Output all the entries below. Each must match exactly.

_DATA RECORDS_:
■ ■ ■ ■ ■
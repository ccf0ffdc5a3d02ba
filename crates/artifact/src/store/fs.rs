use super::RemoteStore;
use crate::errors::{ArtifactError, Result};
use crate::local::write_atomic;
use crate::paths::{key_to_relative, sanitize_version};
use std::fs;
use std::io;
use std::path::{Path, PathBuf};

const HEAD_FILE: &str = "HEAD";
const VERSIONS_DIR: &str = "versions";

/// Versioned object store on a (possibly network-mounted) filesystem.
///
/// ```text
/// <root>/<key>/HEAD                 current version token
/// <root>/<key>/versions/<token>     content of each published version
/// ```
///
/// Tokens are zero-padded sequence numbers, so lexical order is publish order.
pub struct FsVersionedStore {
    root: PathBuf,
}

impl FsVersionedStore {
    pub fn open(root: impl Into<PathBuf>) -> Result<Self> {
        let root = root.into();
        fs::create_dir_all(&root)?;
        Ok(Self { root })
    }

    pub fn root(&self) -> &Path {
        &self.root
    }

    /// Publish new content for `path` and make it the current version.
    ///
    /// The content lands before HEAD moves, so readers never see a HEAD that
    /// points at a missing version.
    pub fn publish(&self, path: &str, bytes: &[u8]) -> Result<String> {
        let object_dir = self.object_dir(path)?;
        let versions_dir = object_dir.join(VERSIONS_DIR);
        fs::create_dir_all(&versions_dir)?;

        let next = self.latest_sequence(&versions_dir)? + 1;
        let version = format!("{next:08}");

        write_atomic(&versions_dir.join(&version), bytes)?;
        write_atomic(&object_dir.join(HEAD_FILE), version.as_bytes())?;

        tracing::debug!(path, version = %version, bytes = bytes.len(), "Published artifact");
        Ok(version)
    }

    fn object_dir(&self, path: &str) -> Result<PathBuf> {
        Ok(self.root.join(key_to_relative(path)?))
    }

    fn latest_sequence(&self, versions_dir: &Path) -> Result<u64> {
        let mut latest = 0;
        for entry in fs::read_dir(versions_dir)? {
            let name = entry?.file_name();
            if let Some(n) = name.to_str().and_then(|s| s.parse::<u64>().ok()) {
                latest = latest.max(n);
            }
        }
        Ok(latest)
    }
}

/// Map filesystem errors onto the store taxonomy.
fn classify(err: io::Error, path: &str, version: Option<&str>) -> ArtifactError {
    match err.kind() {
        io::ErrorKind::NotFound => ArtifactError::not_found(path, version),
        _ => ArtifactError::transport(format!("{path}: {err}")),
    }
}

impl RemoteStore for FsVersionedStore {
    fn head(&self, path: &str) -> Result<String> {
        let head = self.object_dir(path)?.join(HEAD_FILE);
        let version = fs::read_to_string(head).map_err(|e| classify(e, path, None))?;
        let version = version.trim();
        if version.is_empty() {
            return Err(ArtifactError::transport(format!("{path}: empty HEAD")));
        }
        Ok(version.to_string())
    }

    fn fetch(&self, path: &str, version: Option<&str>) -> Result<Vec<u8>> {
        let version = match version {
            Some(v) => v.to_string(),
            None => self.head(path)?,
        };

        // Tokens are plain file names; anything else cannot exist here.
        if sanitize_version(&version) != version {
            return Err(ArtifactError::not_found(path, Some(&version)));
        }

        let file = self.object_dir(path)?.join(VERSIONS_DIR).join(&version);
        fs::read(file).map_err(|e| classify(e, path, Some(&version)))
    }

    fn delete(&self, path: &str) -> Result<()> {
        let object_dir = self.object_dir(path)?;
        if !object_dir.join(HEAD_FILE).exists() {
            return Err(ArtifactError::not_found(path, None));
        }
        fs::remove_dir_all(&object_dir).map_err(|e| classify(e, path, None))
    }
}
■ ■ ■ ■ ■
_EXERCISE OUTPUT_:
repository ccf0ffdc5a3d02ba
filename crates/artifact/src/store/fs.rs
use super::RemoteStore;
use crate::errors::{ArtifactError, Result};
use crate::local::write_atomic;
use crate::paths::{key_to_relative, sanitize_version};
use std::fs;
use std::io;
use std::path::{Path, PathBuf};

const HEAD_FILE: &str = "HEAD";
const VERSIONS_DIR: &str = "versions";

/// Versioned object store on a (possibly network-mounted) filesystem.
///
/// ```text
/// <root>/<key>/HEAD                 current version token
/// <root>/<key>/versions/<token>     content of each published version
/// ```
///
/// Tokens are zero-padded sequence numbers, so lexical order is publish order.
pub struct FsVersionedStore {
    root: PathBuf,
}

impl FsVersionedStore {
    pub fn open(root: impl Into<PathBuf>) -> Result<Self> {
        let root = root.into();
        fs::create_dir_all(&root)?;
        Ok(Self { root })
    }

    pub fn root(&self) -> &Path {
        &self.root
    }

    /// Publish new content for `path` and make it the current version.
    ///
    /// The content lands before HEAD moves, so readers never see a HEAD that
    /// points at a missing version.
    pub fn publish(&self, path: &str, bytes: &[u8]) -> Result<String> {
        let object_dir = self.object_dir(path)?;
        let versions_dir = object_dir.join(VERSIONS_DIR);
        fs::create_dir_all(&versions_dir)?;

        let next = self.latest_sequence(&versions_dir)? + 1;
        let version = format!("{next:08}");

        write_atomic(&versions_dir.join(&version), bytes)?;
        write_atomic(&object_dir.join(HEAD_FILE), version.as_bytes())?;

        tracing::debug!(path, version = %version, bytes = bytes.len(), "Published artifact");
        Ok(version)
    }

    fn object_dir(&self, path: &str) -> Result<PathBuf> {
        Ok(self.root.join(key_to_relative(path)?))
    }

    fn latest_sequence(&self, versions_dir: &Path) -> Result<u64> {
        let mut latest = 0;
        for entry in fs::read_dir(versions_dir)? {
            let name = entry?.file_name();
            if let Some(n) = name.to_str().and_then(|s| s.parse::<u64>().ok()) {
                latest = latest.max(n);
            }
        }
        Ok(latest)
    }
}

/// Map filesystem errors onto the store taxonomy.
fn classify(err: io::Error, path: &str, version: Option<&str>) -> ArtifactError {
    match err.kind() {
        io::ErrorKind::NotFound => ArtifactError::not_found(path, version),
        _ => ArtifactError::transport(format!("{path}: {err}")),
    }
}

impl RemoteStore for FsVersionedStore {
    fn head(&self, path: &str) -> Result<String> {
        let head = self.object_dir(path)?.join(HEAD_FILE);
        let version = fs::read_to_string(head).map_err(|e| classify(e, path, None))?;
        let version = version.trim();
        if version.is_empty() {
            return Err(ArtifactError::transport(format!("{path}: empty HEAD")));
        }
        Ok(version.to_string())
    }

    fn fetch(&self, path: &str, version: Option<&str>) -> Result<Vec<u8>> {
        let version = match version {
            Some(v) => v.to_string(),
            None => self.head(path)?,
        };

        // Tokens are plain file names; anything else cannot exist here.
        if sanitize_version(&version) != version {
            return Err(ArtifactError::not_found(path, Some(&version)));
        }

        let file = self.object_dir(path)?.join(VERSIONS_DIR).join(&version);
        fs::read(file).map_err(|e| classify(e, path, Some(&version)))
    }

    fn delete(&self, path: &str) -> Result<()> {
        let object_dir = self.object_dir(path)?;
        if !object_dir.join(HEAD_FILE).exists() {
            return Err(ArtifactError::not_found(path, None));
        }
        fs::remove_dir_all(&object_dir).map_err(|e| classify(e, path, None))
    }
}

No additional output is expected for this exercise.